▶ _PROVIDED RECORDS_:
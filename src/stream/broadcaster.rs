//! Fan-out of events to subscribers
//!
//! Each subscriber owns a bounded channel. Delivery never waits: a full
//! channel drops the event for that subscriber and a closed one is removed.

use super::event::StreamEvent;
use std::sync::{Mutex, MutexGuard};
use tokio::sync::mpsc::{self, error::TrySendError};
use tracing::warn;

/// Default per-subscriber queue size
pub const DEFAULT_SUBSCRIBER_CAPACITY: usize = 100;

pub struct EventBroadcaster {
    subscribers: Mutex<Vec<mpsc::Sender<StreamEvent>>>,
    capacity: usize,
}

impl Default for EventBroadcaster {
    fn default() -> Self {
        Self::new()
    }
}

impl EventBroadcaster {
    pub fn new() -> Self {
        Self::with_capacity(DEFAULT_SUBSCRIBER_CAPACITY)
    }

    pub fn with_capacity(capacity: usize) -> Self {
        Self {
            subscribers: Mutex::new(Vec::new()),
            capacity: capacity.max(1),
        }
    }

    fn lock(&self) -> MutexGuard<'_, Vec<mpsc::Sender<StreamEvent>>> {
        self.subscribers.lock().unwrap_or_else(|e| e.into_inner())
    }

    /// Registers a subscriber; its first event is `connected`
    pub fn subscribe(&self) -> mpsc::Receiver<StreamEvent> {
        let (tx, rx) = mpsc::channel(self.capacity);
        let _ = tx.try_send(StreamEvent::connected());
        self.lock().push(tx);
        rx
    }

    /// Delivers an event to every live subscriber, returning how many got it
    pub fn broadcast(&self, event: &StreamEvent) -> usize {
        let mut subscribers = self.lock();
        let mut delivered = 0;
        subscribers.retain(|tx| match tx.try_send(event.clone()) {
            Ok(()) => {
                delivered += 1;
                true
            }
            Err(TrySendError::Full(_)) => {
                warn!("Subscriber queue full, dropping {} event", event.event_type());
                true
            }
            Err(TrySendError::Closed(_)) => false,
        });
        delivered
    }

    pub fn subscriber_count(&self) -> usize {
        self.lock().len()
    }
}

#[cfg(test)]
mod tests {
    use super::*;

    #[tokio::test]
    async fn test_subscribe_receives_connected() {
        let broadcaster = EventBroadcaster::new();
        let mut rx = broadcaster.subscribe();
        let event = rx.recv().await.unwrap();
        assert_eq!(event.event_type(), "connected");
        assert_eq!(broadcaster.subscriber_count(), 1);
    }

    #[tokio::test]
    async fn test_broadcast_reaches_all_subscribers() {
        let broadcaster = EventBroadcaster::new();
        let mut a = broadcaster.subscribe();
        let mut b = broadcaster.subscribe();
        assert_eq!(broadcaster.broadcast(&StreamEvent::poll_start(3)), 2);
        for rx in [&mut a, &mut b] {
            assert_eq!(rx.recv().await.unwrap().event_type(), "connected");
            assert_eq!(rx.recv().await.unwrap().event_type(), "poll_start");
        }
    }

    #[test]
    fn test_full_queue_drops_event_but_keeps_subscriber() {
        let broadcaster = EventBroadcaster::with_capacity(2);
        let mut rx = broadcaster.subscribe();
        assert_eq!(broadcaster.broadcast(&StreamEvent::poll_start(1)), 1);
        assert_eq!(broadcaster.broadcast(&StreamEvent::poll_start(2)), 0);
        assert_eq!(broadcaster.subscriber_count(), 1);

        assert_eq!(rx.try_recv().unwrap().event_type(), "connected");
        assert_eq!(rx.try_recv().unwrap().event_type(), "poll_start");
        assert!(rx.try_recv().is_err());
    }

    #[test]
    fn test_closed_subscriber_is_removed() {
        let broadcaster = EventBroadcaster::new();
        let rx = broadcaster.subscribe();
        let _keep = broadcaster.subscribe();
        drop(rx);
        assert_eq!(broadcaster.broadcast(&StreamEvent::poll_start(1)), 1);
        assert_eq!(broadcaster.subscriber_count(), 1);
    }

    #[test]
    fn test_broadcast_without_subscribers() {
        let broadcaster = EventBroadcaster::new();
        assert_eq!(broadcaster.broadcast(&StreamEvent::poll_start(0)), 0);
    }
}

▶ _WHAT YOU NEED TO DO_:
An exact restatement of all the entries above is needed.

▶ _WRITTEN ANSWER_:
filename src/stream/broadcaster.rs
//! Fan-out of events to subscribers
//!
//! Each subscriber owns a bounded channel. Delivery never waits: a full
//! channel drops the event for that subscriber and a closed one is removed.

use super::event::StreamEvent;
use std::sync::{Mutex, MutexGuard};
use tokio::sync::mpsc::{self, error::TrySendError};
use tracing::warn;

/// Default per-subscriber queue size
pub const DEFAULT_SUBSCRIBER_CAPACITY: usize = 100;

pub struct EventBroadcaster {
    subscribers: Mutex<Vec<mpsc::Sender<StreamEvent>>>,
    capacity: usize,
}

impl Default for EventBroadcaster {
    fn default() -> Self {
        Self::new()
    }
}

impl EventBroadcaster {
    pub fn new() -> Self {
        Self::with_capacity(DEFAULT_SUBSCRIBER_CAPACITY)
    }

    pub fn with_capacity(capacity: usize) -> Self {
        Self {
            subscribers: Mutex::new(Vec::new()),
            capacity: capacity.max(1),
        }
    }

    fn lock(&self) -> MutexGuard<'_, Vec<mpsc::Sender<StreamEvent>>> {
        self.subscribers.lock().unwrap_or_else(|e| e.into_inner())
    }

    /// Registers a subscriber; its first event is `connected`
    pub fn subscribe(&self) -> mpsc::Receiver<StreamEvent> {
        let (tx, rx) = mpsc::channel(self.capacity);
        let _ = tx.try_send(StreamEvent::connected());
        self.lock().push(tx);
        rx
    }

    /// Delivers an event to every live subscriber, returning how many got it
    pub fn broadcast(&self, event: &StreamEvent) -> usize {
        let mut subscribers = self.lock();
        let mut delivered = 0;
        subscribers.retain(|tx| match tx.try_send(event.clone()) {
            Ok(()) => {
                delivered += 1;
                true
            }
            Err(TrySendError::Full(_)) => {
                warn!("Subscriber queue full, dropping {} event", event.event_type());
                true
            }
            Err(TrySendError::Closed(_)) => false,
        });
        delivered
    }

    pub fn subscriber_count(&self) -> usize {
        self.lock().len()
    }
}

#[cfg(test)]
mod tests {
    use super::*;

    #[tokio::test]
    async fn test_subscribe_receives_connected() {
        let broadcaster = EventBroadcaster::new();
        let mut rx = broadcaster.subscribe();
        let event = rx.recv().await.unwrap();
        assert_eq!(event.event_type(), "connected");
        assert_eq!(broadcaster.subscriber_count(), 1);
    }

    #[tokio::test]
    async fn test_broadcast_reaches_all_subscribers() {
        let broadcaster = EventBroadcaster::new();
        let mut a = broadcaster.subscribe();
        let mut b = broadcaster.subscribe();
        assert_eq!(broadcaster.broadcast(&StreamEvent::poll_start(3)), 2);
        for rx in [&mut a, &mut b] {
            assert_eq!(rx.recv().await.unwrap().event_type(), "connected");
            assert_eq!(rx.recv().await.unwrap().event_type(), "poll_start");
        }
    }

    #[test]
    fn test_full_queue_drops_event_but_keeps_subscriber() {
        let broadcaster = EventBroadcaster::with_capacity(2);
        let mut rx = broadcaster.subscribe();
        assert_eq!(broadcaster.broadcast(&StreamEvent::poll_start(1)), 1);
        assert_eq!(broadcaster.broadcast(&StreamEvent::poll_start(2)), 0);
        assert_eq!(broadcaster.subscriber_count(), 1);

        assert_eq!(rx.try_recv().unwrap().event_type(), "connected");
        assert_eq!(rx.try_recv().unwrap().event_type(), "poll_start");
        assert!(rx.try_recv().is_err());
    }

    #[test]
    fn test_closed_subscriber_is_removed() {
        let broadcaster = EventBroadcaster::new();
        let rx = broadcaster.subscribe();
        let _keep = broadcaster.subscribe();
        drop(rx);
        assert_eq!(broadcaster.broadcast(&StreamEvent::poll_start(1)), 1);
        assert_eq!(broadcaster.subscriber_count(), 1);
    }

    #[test]
    fn test_broadcast_without_subscribers() {
        let broadcaster = EventBroadcaster::new();
        assert_eq!(broadcaster.broadcast(&StreamEvent::poll_start(0)), 0);
    }
}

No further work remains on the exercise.